The plaintiffs won injunctions in 2017 and 2019, which led to the acquisition and administering of hepatitis C medication to thousands of inmates, some of whom may have otherwise developed life-threatening liver damage.
On appeal Wednesday, Florida’s attorney James Percival claimed that monitoring early stage hepatitis C cases without administering drugs is sufficient to protect prisoners from serious harm and avoid constitutional violations. He argued that the FDOC could safely monitor inmates in the nascent stages of the disease and intervene with a drug regimen if they have exacerbating health factors or show rapid progression.

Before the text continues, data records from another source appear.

//! The interactive menu loop.
//!
//! Domain failures are reported on the console and control returns to the
//! menu. Only console IO failures end the session with an error.

use std::io::{BufRead, Write};

use stockroom_core::{Aggregate, DomainError};
use stockroom_events::Event;
use stockroom_inventory::{Inventory, InventoryEvent};

use crate::console::Console;
use crate::error::CliResult;
use crate::menu::{MENU, MenuChoice};

const NOT_FOUND: &str = "\nThis item is not in your Inventory";

/// Whether the menu loop keeps going after a step.
#[derive(Debug, Clone, Copy, PartialEq, Eq)]
enum Flow {
    Continue,
    Quit,
}

pub struct Session<R, W> {
    inventory: Inventory,
    console: Console<R, W>,
}

impl<R: BufRead, W: Write> Session<R, W> {
    pub fn new(inventory: Inventory, input: R, output: W) -> Self {
        Self {
            inventory,
            console: Console::new(input, output),
        }
    }

    pub fn inventory(&self) -> &Inventory {
        &self.inventory
    }

    pub fn into_parts(self) -> (Inventory, W) {
        let (_, output) = self.console.into_parts();
        (self.inventory, output)
    }

    /// Run the menu until the user exits or input ends.
    pub fn run(&mut self) -> CliResult<()> {
        tracing::info!(duplicates = ?self.inventory.policy(), "session started");
        loop {
            self.console.write(MENU)?;
            let Some(line) = self.console.read_line()? else {
                tracing::info!("input closed; ending session");
                return Ok(());
            };

            let choice = match line.parse::<MenuChoice>() {
                Ok(choice) => choice,
                Err(err) => {
                    tracing::warn!(error = %err, "menu choice rejected");
                    self.console.writeln("\nInvalid choice entered")?;
                    continue;
                }
            };
            tracing::debug!(?choice, "menu choice");

            let flow = match choice {
                MenuChoice::Add => self.add_item()?,
                MenuChoice::Sell => self.sell_item()?,
                MenuChoice::Find => self.find_item()?,
                MenuChoice::Edit => self.edit_item()?,
                MenuChoice::List => self.list_items()?,
                MenuChoice::Exit => self.exit()?,
            };
            if flow == Flow::Quit {
                return Ok(());
            }
        }
    }

    fn add_item(&mut self) -> CliResult<Flow> {
        let Some(draft) = self.console.read_new_item()? else {
            return Ok(Flow::Quit);
        };

        match self.inventory.add(draft.name, draft.quantity, draft.price) {
            Ok(added) => {
                if let Some(previous) = &added.replaced {
                    self.console.writeln(&format!(
                        "\nReplaced existing item {} ({} units discarded)",
                        previous.name(),
                        previous.quantity()
                    ))?;
                }
                self.console.writeln("\nItem added successfully")?;
                self.record(added.into());
            }
            Err(err) => self.report(&err)?,
        }
        Ok(Flow::Continue)
    }

    fn sell_item(&mut self) -> CliResult<Flow> {
        let Some(name) = self.console.prompt("\nEnter item name: ")? else {
            return Ok(Flow::Quit);
        };
        if !self.inventory.contains(&name) {
            self.report(&DomainError::not_found(name))?;
            return Ok(Flow::Continue);
        }

        let Some(amount) = self
            .console
            .prompt_number::<u32>("\nEnter number of items to sell: ")?
        else {
            return Ok(Flow::Quit);
        };

        match self.inventory.sell(&name, amount) {
            Ok(sold) => {
                self.console.writeln("\nItems sold successfully")?;
                self.console
                    .writeln(&format!("Money received: {:.2}", sold.earned))?;
                self.record(sold.into());
            }
            Err(err) => self.report(&err)?,
        }
        Ok(Flow::Continue)
    }

    fn find_item(&mut self) -> CliResult<Flow> {
        let Some(name) = self.console.prompt("\nEnter item name: ")? else {
            return Ok(Flow::Quit);
        };

        match self.inventory.find(&name) {
            Ok(item) => {
                let rendered = format!("\nItem found\n{item}");
                self.console.writeln(&rendered)?;
            }
            Err(err) => self.report(&err)?,
        }
        Ok(Flow::Continue)
    }

    fn edit_item(&mut self) -> CliResult<Flow> {
        let Some(name) = self.console.prompt("\nEnter item name: ")? else {
            return Ok(Flow::Quit);
        };
        if !self.inventory.contains(&name) {
            self.report(&DomainError::not_found(name))?;
            return Ok(Flow::Continue);
        }
        self.console.writeln("\nItem found")?;

        let Some(draft) = self.console.read_item_edit()? else {
            return Ok(Flow::Quit);
        };

        let outcome = draft
            .into_item()
            .and_then(|replacement| self.inventory.edit(&name, replacement));
        match outcome {
            Ok(edited) => {
                if let Some(previous) = &edited.displaced {
                    self.console.writeln(&format!(
                        "\nReplaced existing item {} ({} units discarded)",
                        previous.name(),
                        previous.quantity()
                    ))?;
                }
                self.console.writeln("\nItem updated successfully")?;
                self.record(edited.into());
            }
            Err(err) => self.report(&err)?,
        }
        Ok(Flow::Continue)
    }

    fn list_items(&mut self) -> CliResult<Flow> {
        let items = self.inventory.list();
        if items.is_empty() {
            self.console.writeln("\nInventory empty.")?;
            return Ok(Flow::Continue);
        }

        let rendered: String = items.iter().map(|item| format!("\n{item}\n")).collect();
        self.console.write(&rendered)?;
        Ok(Flow::Continue)
    }

    fn exit(&mut self) -> CliResult<Flow> {
        self.console.writeln(&format!(
            "\nTotal money earned: {:.2}",
            self.inventory.total_money()
        ))?;
        tracing::info!(
            total_money = self.inventory.total_money(),
            items = self.inventory.len(),
            "session finished"
        );
        Ok(Flow::Quit)
    }

    fn report(&mut self, err: &DomainError) -> CliResult<()> {
        tracing::warn!(error = %err, "operation rejected");
        let message = match err {
            DomainError::ItemNotFound(_) => NOT_FOUND.to_string(),
            DomainError::InsufficientQuantity { available, .. } => format!(
                "\nCannot sell more items than you have (in stock: {available})."
            ),
            DomainError::Validation(msg) => format!("\nInvalid input: {msg}"),
            DomainError::Conflict(msg) => format!("\nCannot complete: {msg}"),
        };
        self.console.writeln(&message)?;
        Ok(())
    }

    fn record(&self, event: InventoryEvent) {
        match serde_json::to_string(&event) {
            Ok(payload) => tracing::info!(
                event_type = event.event_type(),
                schema_version = event.version(),
                occurred_at = %event.occurred_at(),
                inventory_version = self.inventory.version(),
                %payload,
                "event applied"
            ),
            Err(err) => tracing::warn!(
                event_type = event.event_type(),
                error = %err,
                "event could not be serialized"
            ),
        }
    }
}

Percival argued that for the purposes of determining whether a constitutional violation is at hand, the court ought not require the “best possible treatment,” but a “minimally adequate treatment.” He cited past testimony from the state’s medical expert, who asserted that hepatitis C treatment guidelines from major U.S. medical organizations had bias stemming from pharmaceutical-company funding.
U.S. Circuit Judge Beverly Martin, a Barack Obama appointee, pressed the FDOC on whether it had any justification, other than financial reasons, for withholding the antiviral drugs from inmates.
“Our position is that you can basically do a cost-benefit analysis, just like a person would do if they were paying for their own treatment outside of prison. You can say what are the risks, and how much does it cost. And you can balance those two things. …Where we determine that it’s medically necessary, we are treating,” Percival responded.
U.S. Circuit Judge Kevin Newsom, a Donald Trump appointee, meanwhile appeared concerned that prisons are being held to a higher medical standard than the general public’s health care system.
“There are lots and lots of people who can’t get the medical treatment that they need, solely because they are too expensive. … Why would the result be any different inside a prison?” asked Newsom.
“I think what you are saying is that a prisoner is entitled to better medical treatment than [people] on the outside,” the judge said to the inmates’ attorney.
The prisoners’ lawyer responded that Florida Medicaid and private insurers readily cover direct-acting antiviral drugs for hepatitis C patients in early stages of the virus. He added that as long as medical discretion is not thrown aside, costs can be factored into a prison’s decisions about how to address diseases in the inmate population.
“We’re not saying that costs cannot be taken into account. … They just can’t be taken into account to the exclusion of any medical judgment. I think that’s what the record shows happened here,” Trevisani said.
Martin and Newsom were joined on the panel by Senior U.S. Circuit Judge Bobby Baldock, a Ronald Reagan appointee sitting by designation from the 10th Circuit. The hearing was held online due to coronavirus-related court closures.
The FDOC is asking the panel to reverse the lower court’s order that found largely in favor of the plaintiffs. In the 2019 order, Judge Walker found that the department had “come a long way” in expanding treatment for hepatitis-C-infected inmates, but that across-the-board medication regimens were necessary to protect the inmates’ Eighth Amendment rights.
Estimates presented in the court record suggest that at least 20,000 prisoners in Florida are infected with the virus.
The pathogen, which is spread through exposure to contaminated blood, was blamed for more than 17,000 deaths in the U.S. in 2017. It’s often referred to as a “silent killer” because it can cause a chronic infection that progressively scars the liver before patients show outward symptoms.